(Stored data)
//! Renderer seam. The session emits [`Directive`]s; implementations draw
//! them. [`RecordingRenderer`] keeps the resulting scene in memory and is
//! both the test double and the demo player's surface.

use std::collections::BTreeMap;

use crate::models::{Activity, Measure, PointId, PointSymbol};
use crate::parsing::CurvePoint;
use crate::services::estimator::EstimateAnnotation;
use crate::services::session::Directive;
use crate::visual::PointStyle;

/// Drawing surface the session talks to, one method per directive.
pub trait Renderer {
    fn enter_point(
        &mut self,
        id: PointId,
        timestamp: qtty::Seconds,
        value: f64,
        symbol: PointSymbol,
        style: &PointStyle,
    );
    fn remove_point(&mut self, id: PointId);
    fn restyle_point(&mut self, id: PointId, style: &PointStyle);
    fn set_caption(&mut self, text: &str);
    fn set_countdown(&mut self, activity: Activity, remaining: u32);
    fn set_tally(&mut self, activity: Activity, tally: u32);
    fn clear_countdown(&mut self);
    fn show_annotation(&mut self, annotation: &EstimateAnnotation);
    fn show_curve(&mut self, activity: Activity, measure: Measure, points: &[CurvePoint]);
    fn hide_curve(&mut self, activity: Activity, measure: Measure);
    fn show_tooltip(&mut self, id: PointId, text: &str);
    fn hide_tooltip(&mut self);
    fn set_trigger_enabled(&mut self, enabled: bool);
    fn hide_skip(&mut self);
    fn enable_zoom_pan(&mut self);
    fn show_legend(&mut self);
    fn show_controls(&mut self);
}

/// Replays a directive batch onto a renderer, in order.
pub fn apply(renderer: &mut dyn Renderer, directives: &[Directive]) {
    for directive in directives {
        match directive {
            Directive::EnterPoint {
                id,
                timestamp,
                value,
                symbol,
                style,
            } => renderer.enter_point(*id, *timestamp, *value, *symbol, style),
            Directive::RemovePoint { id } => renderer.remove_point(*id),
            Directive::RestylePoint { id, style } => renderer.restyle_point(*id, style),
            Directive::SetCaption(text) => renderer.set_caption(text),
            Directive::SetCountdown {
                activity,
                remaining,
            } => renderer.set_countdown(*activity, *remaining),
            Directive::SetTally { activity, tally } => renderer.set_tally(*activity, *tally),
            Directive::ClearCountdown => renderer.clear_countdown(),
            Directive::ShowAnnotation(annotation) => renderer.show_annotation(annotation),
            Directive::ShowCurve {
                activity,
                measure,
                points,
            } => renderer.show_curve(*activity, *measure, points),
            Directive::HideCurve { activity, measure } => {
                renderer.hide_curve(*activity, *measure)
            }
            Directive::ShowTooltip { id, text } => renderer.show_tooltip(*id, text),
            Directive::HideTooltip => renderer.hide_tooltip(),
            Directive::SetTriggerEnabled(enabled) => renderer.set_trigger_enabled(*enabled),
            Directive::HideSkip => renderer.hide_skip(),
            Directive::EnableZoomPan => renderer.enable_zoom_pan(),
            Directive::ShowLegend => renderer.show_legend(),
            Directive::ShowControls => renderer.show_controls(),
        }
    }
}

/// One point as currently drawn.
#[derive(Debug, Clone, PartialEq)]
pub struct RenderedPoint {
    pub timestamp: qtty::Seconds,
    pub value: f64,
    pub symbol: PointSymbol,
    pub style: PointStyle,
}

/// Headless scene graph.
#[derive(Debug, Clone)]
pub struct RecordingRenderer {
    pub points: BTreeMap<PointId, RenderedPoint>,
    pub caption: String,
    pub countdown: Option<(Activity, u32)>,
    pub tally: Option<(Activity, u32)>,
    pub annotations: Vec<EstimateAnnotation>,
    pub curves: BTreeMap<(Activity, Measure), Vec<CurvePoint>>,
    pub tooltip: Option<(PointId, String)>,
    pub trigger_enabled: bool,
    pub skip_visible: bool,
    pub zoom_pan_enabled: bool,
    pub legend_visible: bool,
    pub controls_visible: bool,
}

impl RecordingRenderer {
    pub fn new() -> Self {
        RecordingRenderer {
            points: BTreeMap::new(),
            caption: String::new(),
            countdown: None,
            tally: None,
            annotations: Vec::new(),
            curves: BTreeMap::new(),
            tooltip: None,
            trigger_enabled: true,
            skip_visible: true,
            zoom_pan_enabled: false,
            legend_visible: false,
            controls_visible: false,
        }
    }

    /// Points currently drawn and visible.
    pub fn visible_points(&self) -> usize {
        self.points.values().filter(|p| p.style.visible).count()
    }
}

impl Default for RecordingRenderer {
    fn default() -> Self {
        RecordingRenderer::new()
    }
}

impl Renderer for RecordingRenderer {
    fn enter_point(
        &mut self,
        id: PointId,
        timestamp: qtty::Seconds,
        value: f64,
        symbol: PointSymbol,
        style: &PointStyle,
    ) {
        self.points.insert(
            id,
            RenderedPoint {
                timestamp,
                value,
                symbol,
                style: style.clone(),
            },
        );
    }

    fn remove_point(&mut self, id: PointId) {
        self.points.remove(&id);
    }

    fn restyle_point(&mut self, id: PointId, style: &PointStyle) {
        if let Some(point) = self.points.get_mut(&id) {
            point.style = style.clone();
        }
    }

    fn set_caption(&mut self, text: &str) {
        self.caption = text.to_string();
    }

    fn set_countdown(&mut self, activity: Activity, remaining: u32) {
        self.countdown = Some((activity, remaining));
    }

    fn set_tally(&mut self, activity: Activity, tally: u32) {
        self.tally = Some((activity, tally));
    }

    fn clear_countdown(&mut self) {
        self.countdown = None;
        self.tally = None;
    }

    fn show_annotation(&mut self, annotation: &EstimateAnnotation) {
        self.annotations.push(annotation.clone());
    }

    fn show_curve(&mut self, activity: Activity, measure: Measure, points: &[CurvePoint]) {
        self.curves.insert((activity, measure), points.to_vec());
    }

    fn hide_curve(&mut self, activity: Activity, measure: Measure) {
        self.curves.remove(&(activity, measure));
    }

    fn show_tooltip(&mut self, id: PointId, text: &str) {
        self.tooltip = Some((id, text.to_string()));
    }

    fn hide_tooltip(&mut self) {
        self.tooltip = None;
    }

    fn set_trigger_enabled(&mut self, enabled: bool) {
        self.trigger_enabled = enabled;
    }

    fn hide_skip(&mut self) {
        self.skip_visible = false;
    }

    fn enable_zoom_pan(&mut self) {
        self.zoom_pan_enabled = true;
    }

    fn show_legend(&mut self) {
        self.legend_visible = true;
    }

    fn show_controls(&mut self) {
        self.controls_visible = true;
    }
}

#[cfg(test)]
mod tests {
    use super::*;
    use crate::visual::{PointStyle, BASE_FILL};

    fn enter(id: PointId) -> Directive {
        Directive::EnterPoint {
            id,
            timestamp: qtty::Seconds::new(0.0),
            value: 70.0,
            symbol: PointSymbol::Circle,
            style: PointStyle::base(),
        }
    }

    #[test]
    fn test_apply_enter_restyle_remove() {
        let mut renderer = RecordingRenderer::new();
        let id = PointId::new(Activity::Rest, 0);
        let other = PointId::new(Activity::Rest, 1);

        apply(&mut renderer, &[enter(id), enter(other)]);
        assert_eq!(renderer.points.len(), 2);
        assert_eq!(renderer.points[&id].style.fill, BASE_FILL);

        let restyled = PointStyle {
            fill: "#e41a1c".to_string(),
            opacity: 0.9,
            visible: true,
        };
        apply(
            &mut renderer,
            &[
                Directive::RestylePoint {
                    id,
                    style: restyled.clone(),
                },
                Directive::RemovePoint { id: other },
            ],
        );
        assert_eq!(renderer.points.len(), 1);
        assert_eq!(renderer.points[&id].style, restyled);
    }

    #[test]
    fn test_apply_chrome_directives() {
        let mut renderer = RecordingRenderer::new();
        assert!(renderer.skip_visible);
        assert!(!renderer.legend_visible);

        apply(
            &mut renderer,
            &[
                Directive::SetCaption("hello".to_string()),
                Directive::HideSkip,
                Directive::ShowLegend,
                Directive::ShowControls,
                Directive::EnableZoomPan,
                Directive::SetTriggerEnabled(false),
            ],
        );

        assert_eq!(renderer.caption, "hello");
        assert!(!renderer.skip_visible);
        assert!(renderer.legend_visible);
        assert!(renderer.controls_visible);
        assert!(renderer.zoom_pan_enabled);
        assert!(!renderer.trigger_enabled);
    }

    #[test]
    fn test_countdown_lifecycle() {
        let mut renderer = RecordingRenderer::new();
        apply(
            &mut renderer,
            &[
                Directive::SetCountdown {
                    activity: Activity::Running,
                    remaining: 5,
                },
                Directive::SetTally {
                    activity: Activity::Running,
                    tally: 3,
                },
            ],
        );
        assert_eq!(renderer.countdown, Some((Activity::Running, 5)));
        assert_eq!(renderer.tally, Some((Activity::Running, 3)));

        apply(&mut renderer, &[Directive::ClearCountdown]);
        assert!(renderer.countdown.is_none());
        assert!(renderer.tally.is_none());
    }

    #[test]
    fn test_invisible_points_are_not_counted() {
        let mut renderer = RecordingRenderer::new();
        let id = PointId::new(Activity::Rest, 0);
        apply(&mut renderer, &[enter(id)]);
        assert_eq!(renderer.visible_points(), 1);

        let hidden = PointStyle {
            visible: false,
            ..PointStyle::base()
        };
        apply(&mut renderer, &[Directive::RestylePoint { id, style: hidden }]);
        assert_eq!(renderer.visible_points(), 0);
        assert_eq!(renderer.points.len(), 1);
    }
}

==

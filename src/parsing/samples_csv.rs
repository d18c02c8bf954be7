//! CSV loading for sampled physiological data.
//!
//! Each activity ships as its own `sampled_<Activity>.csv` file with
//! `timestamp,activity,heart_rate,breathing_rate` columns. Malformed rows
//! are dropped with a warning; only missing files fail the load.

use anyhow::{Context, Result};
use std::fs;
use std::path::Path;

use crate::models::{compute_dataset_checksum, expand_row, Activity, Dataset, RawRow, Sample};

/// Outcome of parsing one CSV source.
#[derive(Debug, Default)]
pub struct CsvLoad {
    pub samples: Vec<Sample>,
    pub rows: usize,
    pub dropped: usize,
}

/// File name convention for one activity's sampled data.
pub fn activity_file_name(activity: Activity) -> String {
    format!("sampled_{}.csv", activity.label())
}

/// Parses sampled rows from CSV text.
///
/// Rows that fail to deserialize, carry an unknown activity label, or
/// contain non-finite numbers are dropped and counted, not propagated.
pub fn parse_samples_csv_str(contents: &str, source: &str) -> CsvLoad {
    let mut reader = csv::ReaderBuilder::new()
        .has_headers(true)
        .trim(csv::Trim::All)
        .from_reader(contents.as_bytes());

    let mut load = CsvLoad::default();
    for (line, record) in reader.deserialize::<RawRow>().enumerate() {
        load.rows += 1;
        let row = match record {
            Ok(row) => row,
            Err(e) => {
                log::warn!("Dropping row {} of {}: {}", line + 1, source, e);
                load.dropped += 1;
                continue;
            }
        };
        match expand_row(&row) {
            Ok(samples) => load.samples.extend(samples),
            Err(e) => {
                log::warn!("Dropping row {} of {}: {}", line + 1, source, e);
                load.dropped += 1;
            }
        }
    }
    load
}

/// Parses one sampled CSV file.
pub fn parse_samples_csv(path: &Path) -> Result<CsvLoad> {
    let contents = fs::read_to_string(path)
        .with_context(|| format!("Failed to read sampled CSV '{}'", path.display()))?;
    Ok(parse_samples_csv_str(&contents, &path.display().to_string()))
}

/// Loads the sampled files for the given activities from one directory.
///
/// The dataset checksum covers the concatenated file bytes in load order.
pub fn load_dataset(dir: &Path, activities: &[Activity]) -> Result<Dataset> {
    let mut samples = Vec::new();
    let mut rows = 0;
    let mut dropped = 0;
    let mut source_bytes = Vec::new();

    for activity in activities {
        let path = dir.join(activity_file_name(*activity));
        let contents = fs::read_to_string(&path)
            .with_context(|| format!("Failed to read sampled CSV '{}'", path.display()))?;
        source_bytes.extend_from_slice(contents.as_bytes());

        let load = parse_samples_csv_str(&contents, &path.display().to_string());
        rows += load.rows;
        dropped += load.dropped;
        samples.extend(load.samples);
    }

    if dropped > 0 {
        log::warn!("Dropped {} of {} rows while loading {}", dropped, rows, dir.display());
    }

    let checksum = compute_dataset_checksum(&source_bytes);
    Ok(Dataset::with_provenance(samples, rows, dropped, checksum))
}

» Exercise description: Looking through the records, copy out every line in which the word "ClearCountdown" is found.

» Output of the task:
            Directive::ClearCountdown => renderer.clear_countdown(),
        apply(&mut renderer, &[Directive::ClearCountdown]);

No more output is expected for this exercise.